# Turners that own two lathes: 1 for cutting and 1 for sanding?



## FWBGBS (Dec 18, 2016)

You multi-lathe owners out there, do any of you regulate your backbencher for sanding?

Of the three or four YouTubers I follow that own multiple lathes none of them seem to use this solution.
I can't recall a single demo vid where the entire project _wasn't_ finished on a single lathe.
Is there a reason why one would not want to do this?


----------



## Lou Currier (Dec 18, 2016)

I have one lathe for larger items, mainly roughing. As far as sanding, I usually do not change speed often for sanding and it is easier to start and finish most projects on the same lathe.


----------



## Spinartist (Dec 18, 2016)

I have 6 lathes & almost always sand on the lathe I cut the piece on. However, if I'm doing multiple turnings I will sand or even rechuck & cut the bottom one of my other lathes. I do not have a dedicated lathe for just sanding. My backbencher's are for when I give a class or have buddies over.
Great question by the way!!


----------



## Lou Currier (Dec 18, 2016)

@Spinartist ...when am I coming over

Reactions: Agree 1


----------



## Spinartist (Dec 18, 2016)

One of our woodturning guild members had two.
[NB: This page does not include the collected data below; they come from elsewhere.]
impl Module {
    pub fn new(name: impl Into<String>) -> Self {
        Self {
            name: name.into(),
            ..Self::default()
        }
    }

    // --- types ---

    /// Returns the struct named `name`, creating it with `fields` if it does not exist.
    pub fn named_struct(&mut self, name: &str, fields: Vec<Type>) -> Result<StructId, IrError> {
        if let Some(&id) = self.struct_names.get(name) {
            if self.structs[id].fields != fields {
                return Err(IrError::StructRedefinition(name.to_owned()));
            }
            return Ok(id);
        }
        let id = self.structs.push(StructType {
            name: Some(name.to_owned()),
            fields,
        });
        self.struct_names.insert(name.to_owned(), id);
        Ok(id)
    }

    /// Unnamed struct with exactly `fields`; equal field lists yield the same type.
    pub fn literal_struct(&mut self, fields: Vec<Type>) -> StructId {
        if let Some(&id) = self.literal_structs.get(&fields) {
            return id;
        }
        let id = self.structs.push(StructType {
            name: None,
            fields: fields.clone(),
        });
        self.literal_structs.insert(fields, id);
        id
    }

    pub fn struct_type(&self, id: StructId) -> &StructType {
        &self.structs[id]
    }

    pub fn get_struct(&self, name: &str) -> Option<StructId> {
        self.struct_names.get(name).copied()
    }

    pub fn named_structs(&self) -> impl Iterator<Item = (StructId, &StructType)> {
        self.structs.iter().filter(|(_, s)| s.name.is_some())
    }

    // --- constants ---

    pub fn add_constant(&mut self, constant: Constant) -> Value {
        Value::Const(self.push_constant(constant))
    }

    /// Like [`Module::add_constant`], for places that need the handle itself (initializers).
    pub fn push_constant(&mut self, constant: Constant) -> ConstId {
        self.constants.push(constant)
    }

    pub fn constant(&self, id: ConstId) -> &Constant {
        &self.constants[id]
    }

    /// Integer constant of type `ty`; vector types get a splat.
    pub fn const_int(&mut self, ty: Type, value: i64) -> Value {
        let elem = ty.scalar_type().unwrap_or(ScalarType::I32);
        let scalar = Constant::Int {
            ty: elem,
            bits: truncate(value as u64, elem.bits()),
        };
        self.splat(ty, scalar)
    }

    /// Float constant of type `ty`; vector types get a splat.
    pub fn const_float(&mut self, ty: Type, value: f64) -> Value {
        let elem = ty.scalar_type().unwrap_or(ScalarType::F32);
        self.splat(ty, Constant::Float { ty: elem, value })
    }

    pub fn const_int_vector(&mut self, elem: ScalarType, values: &[i64]) -> Value {
        let elements = values
            .iter()
            .map(|&v| {
                self.constants.push(Constant::Int {
                    ty: elem,
                    bits: truncate(v as u64, elem.bits()),
                })
            })
            .collect();
        self.add_constant(Constant::Vector { elem, elements })
    }

    pub fn const_float_vector(&mut self, elem: ScalarType, values: &[f64]) -> Value {
        let elements = values
            .iter()
            .map(|&value| self.constants.push(Constant::Float { ty: elem, value }))
            .collect();
        self.add_constant(Constant::Vector { elem, elements })
    }

    fn splat(&mut self, ty: Type, scalar: Constant) -> Value {
        match ty {
            Type::Vector(elem, n) => {
                let element = self.constants.push(scalar);
                self.add_constant(Constant::Vector {
                    elem,
                    elements: vec![element; n as usize],
                })
            }
            _ => self.add_constant(scalar),
        }
    }

    pub fn constant_type(&self, id: ConstId) -> Type {
        match &self.constants[id] {
            Constant::Int { ty, .. } | Constant::Float { ty, .. } => Type::Scalar(*ty),
            Constant::Vector { elem, elements } => Type::Vector(*elem, elements.len() as u32),
            Constant::Zero(ty) => *ty,
        }
    }

    // --- globals ---

    pub fn get_global(&self, name: &str) -> Option<GlobalId> {
        self.global_names.get(name).copied()
    }

    pub fn add_global(&mut self, global: Global) -> Result<GlobalId, IrError> {
        if self.global_names.contains_key(&global.name)
            || self.function_names.contains_key(&global.name)
        {
            return Err(IrError::DuplicateSymbol(global.name));
        }
        let name = global.name.clone();
        let id = self.globals.push(global);
        self.global_names.insert(name, id);
        Ok(id)
    }

    pub fn global(&self, id: GlobalId) -> &Global {
        &self.globals[id]
    }

    pub fn globals(&self) -> impl Iterator<Item = (GlobalId, &Global)> {
        self.globals.iter()
    }

    // --- functions ---

    /// Adds a function declaration. Intrinsic identity is derived from the name.
    pub fn add_function(&mut self, name: &str, ty: FunctionType) -> Result<FuncId, IrError> {
        if self.function_names.contains_key(name) || self.global_names.contains_key(name) {
            return Err(IrError::DuplicateSymbol(name.to_owned()));
        }
        let id = self.functions.push(Function {
            name: name.to_owned(),
            ty,
            blocks: Vec::new(),
            intrinsic: Intrinsic::from_name(name),
            erased: false,
        });
        self.function_names.insert(name.to_owned(), id);
        Ok(id)
    }

    pub fn get_function(&self, name: &str) -> Option<FuncId> {
        self.function_names.get(name).copied()
    }

    /// Returns the function named `name`, declaring it with `ty` if absent.
    ///
    /// An existing function with a different signature is an error.
    pub fn get_or_insert_function(
        &mut self,
        name: &str,
        ty: FunctionType,
    ) -> Result<FuncId, IrError> {
        match self.get_function(name) {
            Some(id) if self.functions[id].ty == ty => Ok(id),
            Some(id) => Err(IrError::SignatureMismatch {
                name: name.to_owned(),
                existing: self.display_function_type(&self.functions[id].ty),
                requested: self.display_function_type(&ty),
            }),
            None => self.add_function(name, ty),
        }
    }

    /// Declaration of `intrinsic` overloaded on `overload`.
    pub fn get_or_insert_intrinsic(
        &mut self,
        intrinsic: Intrinsic,
        overload: Type,
    ) -> Result<FuncId, IrError> {
        let name = intrinsic.mangled_name(overload);
        self.get_or_insert_function(&name, intrinsic.signature(overload))
    }

    pub fn function(&self, id: FuncId) -> &Function {
        &self.functions[id]
    }

    /// Snapshot of the live functions, in creation order.
    pub fn functions(&self) -> Vec<FuncId> {
        self.functions
            .iter()
            .filter(|(_, f)| !f.erased)
            .map(|(id, _)| id)
            .collect()
    }

    /// Appends an empty block to `func`, turning a declaration into a definition.
    pub fn append_block(&mut self, func: FuncId) -> BlockId {
        let block = self.blocks.push(Block {
            func,
            insts: Vec::new(),
        });
        self.functions[func].blocks.push(block);
        block
    }

    pub fn block(&self, id: BlockId) -> &Block {
        &self.blocks[id]
    }

    /// Erases `func` and its body.
    ///
    /// # Panics
    ///
    /// If anything outside the function still refers to it.
    pub fn erase_function(&mut self, func: FuncId) {
        let remaining = self.users(Value::Func(func));
        let body: Vec<InstId> = self.functions[func]
            .blocks
            .iter()
            .flat_map(|&b| self.blocks[b].insts.iter().copied())
            .collect();
        assert!(
            remaining.iter().all(|u| body.contains(u)),
            "erasing function `{}` that still has users",
            self.functions[func].name
        );

        for &inst in &body {
            self.unregister_operands(inst);
            self.insts[inst].block = None;
        }
        let blocks = std::mem::take(&mut self.functions[func].blocks);
        for block in blocks {
            self.blocks[block].insts.clear();
        }

        let f = &mut self.functions[func];
        f.erased = true;
        self.function_names.remove(&f.name);
        trace!(function = %f.name, "erased function");
    }

    // --- instructions ---

    pub fn inst(&self, id: InstId) -> &Instruction {
        &self.insts[id]
    }

    pub fn is_tail_call(&self, id: InstId) -> bool {
        matches!(self.insts[id].kind, InstKind::Call { tail: true, .. })
    }

    /// Sets the tail-call marker of a call; other instructions are left alone.
    pub fn set_tail_call(&mut self, id: InstId, tail: bool) {
        if let InstKind::Call { tail: t, .. } = &mut self.insts[id].kind {
            *t = tail;
        }
    }

    pub fn inst_function(&self, id: InstId) -> Option<FuncId> {
        self.insts[id].block.map(|b| self.blocks[b].func)
    }

    pub(crate) fn insert_inst(
        &mut self,
        kind: InstKind,
        ty: Type,
        block: BlockId,
        before: Option<InstId>,
    ) -> InstId {
        let inst = self.insts.push(Instruction {
            kind,
            ty,
            block: Some(block),
        });
        for operand in self.insts[inst].kind.operands() {
            self.uses.entry(operand).or_default().push(inst);
        }
        let insts = &mut self.blocks[block].insts;
        let at = before
            .and_then(|b| insts.iter().position(|&i| i == b))
            .unwrap_or(insts.len());
        insts.insert(at, inst);
        inst
    }

    /// Distinct instructions using `value`, in the order their uses were recorded.
    pub fn users(&self, value: Value) -> Vec<InstId> {
        let mut out: Vec<InstId> = Vec::new();
        for &user in self.uses.get(&value).into_iter().flatten() {
            if !out.contains(&user) {
                out.push(user);
            }
        }
        out
    }

    pub fn has_users(&self, value: Value) -> bool {
        self.uses.get(&value).is_some_and(|u| !u.is_empty())
    }

    /// Rewrites every operand equal to `old` to `new`.
    pub fn replace_all_uses_with(&mut self, old: Value, new: Value) {
        if old == new {
            return;
        }
        let users = self.uses.remove(&old).unwrap_or_default();
        let mut moved = Vec::with_capacity(users.len());
        for user in dedup(users) {
            for slot in self.insts[user].kind.operands_mut() {
                if *slot == old {
                    *slot = new;
                    moved.push(user);
                }
            }
        }
        self.uses.entry(new).or_default().extend(moved);
    }

    /// Removes `inst` from its block.
    ///
    /// # Panics
    ///
    /// If the instruction's result still has users.
    pub fn erase_instruction(&mut self, inst: InstId) {
        assert!(
            !self.has_users(Value::Inst(inst)),
            "erasing instruction {inst:?} that still has users"
        );
        let Some(block) = self.insts[inst].block.take() else {
            return;
        };
        self.blocks[block].insts.retain(|&i| i != inst);
        self.unregister_operands(inst);
    }

    fn unregister_operands(&mut self, inst: InstId) {
        for operand in self.insts[inst].kind.operands() {
            if let Some(list) = self.uses.get_mut(&operand) {
                if let Some(pos) = list.iter().position(|&u| u == inst) {
                    list.swap_remove(pos);
                }
                if list.is_empty() {
                    self.uses.remove(&operand);
                }
            }
        }
    }

    // --- values ---

    pub fn value_type(&self, value: Value) -> Type {
        match value {
            Value::Inst(id) => self.insts[id].ty,
            Value::Arg(func, index) => self.functions[func]
                .ty
                .params
                .get(index as usize)
                .copied()
                .unwrap_or(Type::Void),
            Value::Const(id) => self.constant_type(id),
            Value::Func(_) | Value::Global(_) => Type::Ptr,
        }
    }

    /// The function a call instruction targets, if it is a direct call.
    pub fn called_function(&self, inst: InstId) -> Option<FuncId> {
        match &self.insts[inst].kind {
            InstKind::Call {
                callee: Value::Func(f),
                ..
            } => Some(*f),
            _ => None,
        }
    }

    pub(crate) fn display_function_type(&self, ty: &FunctionType) -> String {
        let params: Vec<String> = ty.params.iter().map(|&p| self.display_type(p)).collect();
        format!("{} ({})", self.display_type(ty.ret), params.join(", "))
    }
}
One fer turning & one with the Beale buffing system on it.

Reactions: Like 1


----------



## Schroedc (Dec 18, 2016)

I own multiple lathes, the Jet is used for smaller turning, the Oneway for big stuff. Both are VS lathes so I can dial back the speed for sanding on the fly. I have a Delta Midi that will eventually get set up for wet work on acrylics once I get the motor rebuilt so I can keep the water off the newer jet.

Reactions: Informative 1


----------



## Bigdrowdy1 (Dec 18, 2016)

Spinartist said:


> Great!!! I'll PM you my address!!!





Spinartist said:


> One of our woodturning guild members had two. One fer turning & one with the Beale buffing system on it.


----------



## FWBGBS (Dec 18, 2016)

Thanks for the sharing your experiences fellas.

My main concern is dust collection while sanding. Yes, I occasionally wet sand too.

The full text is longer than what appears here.